La estación vacía
"Si taconeas un poco más te confundirán con un mercancías."
En la pequeña estación de tren todo estaba sumido en un silencio casi palpable. Apenas se oía el susurro del viento acariciando los eucaliptos que flanqueaban la vía. Era una tarde de otoño, cuando el sol se oculta temprano y la luz dorada se mezcla con la sombra azulada de la noche que acecha. La estación, vieja y solitaria, parecía dormitar en la melancolía de su propia existencia, esperando, quizá, algún tren olvidado.
Pero entonces, un sonido perturbó la quietud. Un sonido metálico y rítmico, como el golpe seco de un tambor antiguo. Los tacones de alguien resonaban sobre las baldosas del andén, cada paso un eco que reverberaba en las paredes de la estación. María, la dueña del pequeño quiosco en la entrada, levantó la vista intrigada. Hacía tiempo que nadie pasaba por allí, y mucho menos a esas horas.
Por el andén avanzaba una figura delgada y elegante, una mujer envuelta en un abrigo largo que se mecía con el viento. Sus pasos eran firmes, decididos, casi imperiosos. Cada taconeo era como un martillo que golpeaba la inercia de la estación, despertando a los fantasmas del pasado. Se acercaba al final del andén, donde la luz del último farol titilaba, casi ahogada por la penumbra.
—Si taconeas un poco más te confundirán con un mercancías —murmuró una voz ronca desde la sombra.
La mujer se detuvo en seco, sus pasos cesaron, y el silencio volvió a envolver la estación, aunque ahora era diferente, tenso, como si la atmósfera se hubiera cargado de electricidad. Miró a su alrededor, buscando al dueño de esa voz, pero no vio a nadie. Solo las vías que se perdían en la distancia, como ríos de acero en la noche.
—¿Quién está ahí? —preguntó, intentando mantener el tono firme, aunque una ligera vacilación traicionó su nerviosismo.
La sombra se movió, y de ella emergió un hombre mayor, vestido con un uniforme de ferroviario que había visto mejores días. Llevaba una gorra deshilachada y sus manos, grandes y fuertes, mostraban las cicatrices de una vida dura. Sus ojos, sin embargo, brillaban con una agudeza inesperada.
—No hay trenes esta noche —dijo el hombre con una media sonrisa—. Ni mañana, ni pasado. Aquí ya no pasa nadie.
La mujer frunció el ceño, desconcertada. Sabía que esta era una estación poco transitada, pero no había imaginado que estuviera tan desolada.
—Esperaba un tren... —comenzó a decir, pero el ferroviario la interrumpió con una carcajada baja.
—¿Un tren? ¿Aquí? —La risa se apagó, y su mirada se tornó seria—. Los trenes dejaron de pasar hace años. Pero claro, eso ya lo sabías, ¿no?
La mujer lo miró sin comprender. Todo en esta situación parecía desdibujarse, como un sueño del que uno no puede despertar.
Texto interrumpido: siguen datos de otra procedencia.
//! Configuration of a deployment, read from a JSON file.
//!
//! The file names the parameters, the key files, and where the clients
//! write their ciphertexts. Keys not listed here are ignored, so the file
//! can carry free-form `comment_*` entries. Relative paths are relative to
//! the working directory.

use crate::ingest::{FileSourceResolver, DEFAULT_EXTENSION};
use crate::{
    ClientId, Error, FileKeyStore, Parameters, ParametersBuilder, Result, SchemeId, SecurityLevel,
};
use serde::{Deserialize, Serialize};
use std::fs;
use std::path::{Path, PathBuf};
use std::str::FromStr;

fn default_scheme() -> SchemeId {
    SchemeId::Bfv
}

fn default_coeff_modulus_bits() -> Vec<usize> {
    Parameters::default().coeff_modulus_bits().to_vec()
}

fn default_plaintext_bits() -> usize {
    Parameters::default().plaintext_bits()
}

fn default_security_level() -> SecurityLevel {
    SecurityLevel::Tc128
}

fn default_extension() -> String {
    DEFAULT_EXTENSION.to_string()
}

/// Configuration of a deployment.
#[derive(Debug, Clone, PartialEq, Eq, Serialize, Deserialize)]
pub struct AggregationConfig {
    /// The homomorphic scheme.
    #[serde(default = "default_scheme")]
    pub scheme: SchemeId,

    /// Polynomial degree.
    pub poly_modulus_degree: usize,

    /// Number of fractional bits of the encoding.
    #[serde(alias = "scale_bits")]
    pub ckks_scale_bits: usize,

    /// Sizes of the ciphertext moduli.
    #[serde(default = "default_coeff_modulus_bits")]
    pub coeff_modulus_bits: Vec<usize>,

    /// Size of the plaintext modulus.
    #[serde(default = "default_plaintext_bits")]
    pub plaintext_bits: usize,

    /// Security level, in bits.
    #[serde(default = "default_security_level")]
    pub security_level: SecurityLevel,

    /// Number of clients, identified from 1 to `num_clients`.
    pub num_clients: u32,

    /// Largest number of readings summed in a round; `num_clients` if
    /// absent. Bounds the magnitude of each reading.
    #[serde(default, skip_serializing_if = "Option::is_none")]
    pub max_contributors: Option<usize>,

    /// File holding the public key.
    pub public_key_file: PathBuf,

    /// File holding the secret key.
    pub secret_key_file: PathBuf,

    /// File holding the evaluation key.
    pub relin_keys_file: PathBuf,

    /// Prefix of the ciphertext files; the client id and the extension are
    /// appended to it.
    pub data_path_prefix: String,

    /// Extension of the ciphertext files.
    #[serde(default = "default_extension")]
    pub ciphertext_extension: String,
}

impl AggregationConfig {
    /// Read a configuration file.
    pub fn from_path<P: AsRef<Path>>(path: P) -> Result<Self> {
        let path = path.as_ref();
        let contents = fs::read_to_string(path).map_err(|e| Error::io(path, e))?;
        contents.parse()
    }

    /// Build the parameters described by the configuration.
    pub fn parameters(&self) -> Result<Parameters> {
        ParametersBuilder::new()
            .set_scheme(self.scheme)
            .set_degree(self.poly_modulus_degree)
            .set_coeff_modulus_bits(&self.coeff_modulus_bits)
            .set_scale_bits(self.ckks_scale_bits)
            .set_plaintext_bits(self.plaintext_bits)
            .set_security_level(self.security_level)
            .set_max_contributors(
                self.max_contributors
                    .unwrap_or(self.num_clients as usize),
            )
            .build()
    }

    /// The store over the three key files.
    pub fn key_store(&self) -> FileKeyStore {
        FileKeyStore::new(
            &self.public_key_file,
            &self.secret_key_file,
            &self.relin_keys_file,
        )
    }

    /// The resolver over the ciphertext files.
    pub fn source_resolver(&self) -> FileSourceResolver {
        FileSourceResolver::with_extension(
            self.data_path_prefix.as_str(),
            self.ciphertext_extension.as_str(),
        )
    }

    /// The identifiers of the expected clients, `1..=num_clients`.
    pub fn expected_ids(&self) -> Result<Vec<ClientId>> {
        (1..=self.num_clients as u64).map(ClientId::new).collect()
    }
}

impl FromStr for AggregationConfig {
    type Err = Error;

    fn from_str(s: &str) -> Result<Self> {
        let config: Self = serde_json::from_str(s).map_err(|e| Error::Config(e.to_string()))?;
        if config.num_clients == 0 {
            return Err(Error::Config("num_clients must be positive".to_string()));
        }
        Ok(config)
    }
}
/// Deserialize a public key. The key set identifier recorded in the envelope
/// must be the one of the key itself.
pub fn deserialize_public_key<S: Scheme>(scheme: &S, bytes: &[u8]) -> Result<Tagged<S::PublicKey>> {
    let (tag, payload) = open(bytes, BlobKind::PublicKey, scheme.parameters())
        .map_err(|reason| Error::key_load(KeyKind::Public, reason))?;
    if KeyId::from_public_key_bytes(&payload) != tag.key_id {
        return Err(Error::key_load(
            KeyKind::Public,
            format!("key does not match key set {}", tag.key_id),
        ));
    }
    let pk = scheme
        .public_key_from_bytes(&payload)
        .map_err(|e| Error::key_load(KeyKind::Public, e.to_string()))?;
    Ok(Tagged::new(pk, tag))
}

/// Serialize a secret key.
pub fn serialize_secret_key<S: Scheme>(scheme: &S, sk: &S::SecretKey, tag: &KeyTag) -> Vec<u8> {
    seal(
        scheme.parameters(),
        BlobKind::SecretKey,
        &tag.key_id,
        scheme.secret_key_to_bytes(sk),
    )
}

/// Deserialize a secret key.
pub fn deserialize_secret_key<S: Scheme>(scheme: &S, bytes: &[u8]) -> Result<Tagged<S::SecretKey>> {
    let (tag, payload) = open(bytes, BlobKind::SecretKey, scheme.parameters())
        .map_err(|reason| Error::key_load(KeyKind::Secret, reason))?;
    let sk = scheme
        .secret_key_from_bytes(&payload)
        .map_err(|e| Error::key_load(KeyKind::Secret, e.to_string()))?;
    Ok(Tagged::new(sk, tag))
}

/// Serialize an evaluation key.
pub fn serialize_eval_key<S: Scheme>(scheme: &S, ek: &S::EvalKey, tag: &KeyTag) -> Vec<u8> {
    seal(
        scheme.parameters(),
        BlobKind::EvalKey,
        &tag.key_id,
        scheme.eval_key_to_bytes(ek),
    )
}

/// Deserialize an evaluation key.
pub fn deserialize_eval_key<S: Scheme>(scheme: &S, bytes: &[u8]) -> Result<Tagged<S::EvalKey>> {
    let (tag, payload) = open(bytes, BlobKind::EvalKey, scheme.parameters())
        .map_err(|reason| Error::key_load(KeyKind::Eval, reason))?;
    let ek = scheme
        .eval_key_from_bytes(&payload)
        .map_err(|e| Error::key_load(KeyKind::Eval, e.to_string()))?;
    Ok(Tagged::new(ek, tag))
}

/// Serialize a ciphertext.
pub fn serialize_ciphertext<S: Scheme>(scheme: &S, ct: &S::Ciphertext, tag: &KeyTag) -> Vec<u8> {
    seal(
        scheme.parameters(),
        BlobKind::Ciphertext,
        &tag.key_id,
        scheme.ciphertext_to_bytes(ct),
    )
}

/// Deserialize a ciphertext, read for `client_id` if known.
pub fn deserialize_ciphertext<S: Scheme>(
    scheme: &S,
    client_id: Option<ClientId>,
    bytes: &[u8],
) -> Result<Tagged<S::Ciphertext>> {
    let (tag, payload) = open(bytes, BlobKind::Ciphertext, scheme.parameters())
        .map_err(|reason| Error::ciphertext_load(client_id, reason))?;
    let ct = scheme
        .ciphertext_from_bytes(&payload)
        .map_err(|e| Error::ciphertext_load(client_id, e.to_string()))?;
    Ok(Tagged::new(ct, tag))
}

/// A store the key generation center writes key blobs to, and the other
/// parties read them from.
pub trait KeyStore {
    /// Store the blob of a key, replacing any previous one.
    fn put(&mut self, kind: KeyKind, bytes: &[u8]) -> Result<()>;

    /// Read the blob of a key, or `None` if it was never stored.
    fn get(&self, kind: KeyKind) -> Result<Option<Vec<u8>>>;
}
Detrás de ella, la estación parecía respirar, las paredes crujían como si contaran secretos antiguos.
—Entonces, ¿por qué estoy aquí? —preguntó, más para sí misma que para el viejo.
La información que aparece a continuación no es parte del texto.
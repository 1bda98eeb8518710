//! Client side: encryption of meter readings under the shared public key.

use crate::distribution::serialize_ciphertext;
use crate::ingest::FileSourceResolver;
use crate::kgc::PublicKeys;
use crate::metrics::{timed, Stage, StageTimings};
use crate::{ClientId, Error, Result, Scheme};
use rand::{CryptoRng, Rng, RngCore};
use std::fs;
use std::path::PathBuf;
use tracing::info;

/// Range of a simulated hourly consumption, in kWh.
pub const READING_RANGE: std::ops::Range<f64> = 0.5..5.0;

/// Draw a simulated meter reading.
pub fn simulated_reading<R: Rng + ?Sized>(rng: &mut R) -> f64 {
    rng.random_range(READING_RANGE)
}

/// Encrypt a vector of readings, and serialize the ciphertext. The first
/// reading lands in the slot that is aggregated.
pub fn encrypt_readings<S: Scheme, R: RngCore + CryptoRng>(
    scheme: &S,
    keys: &PublicKeys<S>,
    readings: &[f64],
    rng: &mut R,
    timings: &mut StageTimings,
) -> Result<Vec<u8>> {
    let ct = timed(timings, Stage::Encryption, || {
        let pt = scheme.encode(readings)?;
        scheme.encrypt(&pt, keys.public_key(), rng)
    })?;
    Ok(serialize_ciphertext(scheme, &ct, keys.tag()))
}

/// Encrypt a single reading, and serialize the ciphertext.
pub fn encrypt_reading<S: Scheme, R: RngCore + CryptoRng>(
    scheme: &S,
    keys: &PublicKeys<S>,
    reading: f64,
    rng: &mut R,
) -> Result<Vec<u8>> {
    encrypt_readings(scheme, keys, &[reading], rng, &mut StageTimings::new())
}

/// Write the contribution of a client where the resolver will look for it.
pub fn write_contribution(
    resolver: &FileSourceResolver,
    client_id: ClientId,
    bytes: &[u8],
) -> Result<PathBuf> {
    let path = resolver.path(client_id);
    if let Some(dir) = path.parent().filter(|dir| !dir.as_os_str().is_empty()) {
        fs::create_dir_all(dir).map_err(|e| Error::io(dir, e))?;
    }
    fs::write(&path, bytes).map_err(|e| Error::io(&path, e))?;
    info!(%client_id, path = %path.display(), size = bytes.len(), "wrote contribution");
    Ok(path)
}
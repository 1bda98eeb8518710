//! Conversions between the library types and their protobuf representation.

use super::generated::Parameters as ParametersProto;
use crate::Parameters;

impl From<&Parameters> for ParametersProto {
    fn from(par: &Parameters) -> Self {
        ParametersProto {
            scheme_id: par.scheme_id().as_str().to_string(),
            degree: par.poly_modulus_degree() as u32,
            moduli_sizes: par
                .coeff_modulus_bits()
                .iter()
                .map(|s| *s as u32)
                .collect(),
            scale_bits: par.scale_bits() as u32,
            plaintext_bits: par.plaintext_bits() as u32,
            security_level: par.security_level().bits() as u32,
            max_contributors: par.max_contributors() as u32,
        }
    }
}
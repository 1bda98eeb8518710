//! Protobuf definitions for parameters and persisted blobs.

/// Protobuf for the aggregation parameters and the blob envelope.
pub mod secagg;
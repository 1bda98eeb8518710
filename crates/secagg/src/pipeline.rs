//! The roles of an aggregation round, and a driver running a whole round
//! from a configuration.
//!
//! The [`Aggregator`] only ever holds the shared keys; the secret key lives
//! in the [`Decryptor`].

use crate::aggregate::{aggregate_timed, AggregationResult, FoldStrategy};
use crate::config::AggregationConfig;
use crate::decode::{finalize_timed, DecodedResult};
use crate::distribution::{load_public_keys, load_secret_key};
use crate::ingest::{ingest, SkippedClient, SourceResolver};
use crate::kgc::{DecryptionKey, PublicKeys};
use crate::metrics::{timed, Stage, StageTimings};
use crate::{ClientId, KeyStore, Parameters, Result, Scheme};
use std::sync::Arc;
use tracing::info;

/// The untrusted party folding the contributions.
#[derive(Debug)]
pub struct Aggregator<S: Scheme> {
    scheme: S,
    keys: PublicKeys<S>,
    strategy: FoldStrategy,
}

/// The encrypted outcome of the aggregator's work.
#[derive(Debug)]
pub struct Aggregated<C> {
    /// The encrypted sum.
    pub result: AggregationResult<C>,
    /// Clients whose contribution was not folded in.
    pub skipped: Vec<SkippedClient>,
}

impl<S> Aggregator<S>
where
    S: Scheme + Sync,
    S::Ciphertext: Send + Sync,
{
    /// Create an aggregator from the shared keys.
    pub fn new(scheme: S, keys: PublicKeys<S>) -> Self {
        Self {
            scheme,
            keys,
            strategy: FoldStrategy::default(),
        }
    }

    /// Create an aggregator loading the shared keys from a store.
    pub fn from_store<K: KeyStore + ?Sized>(parameters: &Arc<Parameters>, store: &K) -> Result<Self> {
        let scheme = S::try_new(parameters)?;
        let keys = load_public_keys(store, &scheme)?;
        Ok(Self::new(scheme, keys))
    }

    /// Set the fold strategy.
    pub fn with_strategy(mut self, strategy: FoldStrategy) -> Self {
        self.strategy = strategy;
        self
    }

    /// Returns the scheme instance.
    pub fn scheme(&self) -> &S {
        &self.scheme
    }

    /// Returns the shared keys.
    pub fn keys(&self) -> &PublicKeys<S> {
        &self.keys
    }

    /// Ingest the contributions of the expected clients and fold them.
    pub fn run<R, I>(
        &self,
        expected_ids: I,
        resolver: &R,
        timings: &mut StageTimings,
    ) -> Result<Aggregated<S::Ciphertext>>
    where
        R: SourceResolver + ?Sized,
        I: IntoIterator<Item = ClientId>,
    {
        let ingested = timed(timings, Stage::Deserialization, || {
            ingest(&self.scheme, expected_ids, resolver)
        })?;
        let result = aggregate_timed(
            &self.scheme,
            &ingested.contributions,
            &self.keys,
            self.strategy,
            timings,
        )?;
        Ok(Aggregated {
            result,
            skipped: ingested.skipped,
        })
    }
}

/// The party holding the secret key.
#[derive(Debug)]
pub struct Decryptor<S: Scheme> {
    scheme: S,
    key: DecryptionKey<S>,
}

impl<S: Scheme> Decryptor<S> {
    /// Create a decryptor from the secret key.
    pub fn new(scheme: S, key: DecryptionKey<S>) -> Self {
        Self { scheme, key }
    }

    /// Create a decryptor loading the secret key from a store.
    pub fn from_store<K: KeyStore + ?Sized>(parameters: &Arc<Parameters>, store: &K) -> Result<Self> {
        let scheme = S::try_new(parameters)?;
        let key = load_secret_key(store, &scheme)?;
        Ok(Self::new(scheme, key))
    }

    /// Decrypt and decode an aggregate.
    pub fn finalize(
        &self,
        result: &AggregationResult<S::Ciphertext>,
        timings: &mut StageTimings,
    ) -> Result<DecodedResult> {
        finalize_timed(&self.scheme, result, &self.key, timings)
    }
}

/// The outcome of a round.
#[derive(Debug)]
pub struct RoundReport {
    /// The decoded statistics.
    pub result: DecodedResult,
    /// The clients whose contribution was folded in.
    pub contributors: Vec<ClientId>,
    /// The clients that were skipped, with the reason.
    pub skipped: Vec<SkippedClient>,
    /// Duration of each stage.
    pub timings: StageTimings,
}

/// Run a whole round from a configuration: load the keys from the key files,
/// ingest and fold the contributions, and decrypt the total.
pub fn run_round<S>(config: &AggregationConfig, strategy: FoldStrategy) -> Result<RoundReport>
where
    S: Scheme + Sync,
    S::Ciphertext: Send + Sync,
{
    let parameters = Arc::new(config.parameters()?);
    let store = config.key_store();
    let aggregator = Aggregator::<S>::from_store(&parameters, &store)?.with_strategy(strategy);
    let decryptor = Decryptor::<S>::from_store(&parameters, &store)?;
    info!(
        expected = config.num_clients,
        key_id = %aggregator.keys().tag().key_id,
        "keys loaded"
    );

    let mut timings = StageTimings::new();
    let aggregated = aggregator.run(
        config.expected_ids()?,
        &config.source_resolver(),
        &mut timings,
    )?;
    let result = decryptor.finalize(&aggregated.result, &mut timings)?;
    Ok(RoundReport {
        result,
        contributors: aggregated.result.contributors().to_vec(),
        skipped: aggregated.skipped,
        timings,
    })
}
Él la observó por un momento, como si midiera el peso de sus palabras antes de responder.
—Quizá, solo quizá, estás buscando algo que perdiste hace tiempo. Algo que dejaste aquí, en esta estación olvidada.
La mujer sintió un escalofrío recorrerle la espalda. No recordaba haber estado aquí antes, y sin embargo, algo en las palabras del hombre resonaba en lo más profundo de su ser, como una melodía olvidada que alguna vez conoció.
—¿Qué perdí? —susurró, sin apartar la vista del ferroviario.
—Eso solo lo sabes tú —respondió él, dándose media vuelta y caminando hacia la oscuridad—. Pero te doy un consejo: si sigues buscando, no mires demasiado tiempo a las vías. A veces, lo que buscamos no está en el pasado, sino en lo que dejamos atrás.
El hombre se perdió en la sombra, y la estación volvió a quedarse en silencio, salvo por el eco lejano de los últimos tacones. La mujer miró las vías una vez más, y por un instante, creyó ver una luz a lo lejos, como el faro de un tren que nunca llegaría.
Dio un paso atrás, alejándose del borde del andén, y sintió una calma inesperada. Tal vez lo que buscaba no estaba aquí, sino en el camino que la había traído hasta aquí. Con un último suspiro, se dio la vuelta y caminó hacia la salida. Esta vez, sus pasos eran suaves, casi silenciosos, como si la estación misma le hubiera pedido que no perturbara más su sueño.
Al salir, el viento sopló con fuerza, llevando consigo las hojas secas que cubrían el camino. Y en la distancia, allá donde se perdían las vías, el eco de un taconeo se desvaneció en la noche, dejando la estación vacía una vez más.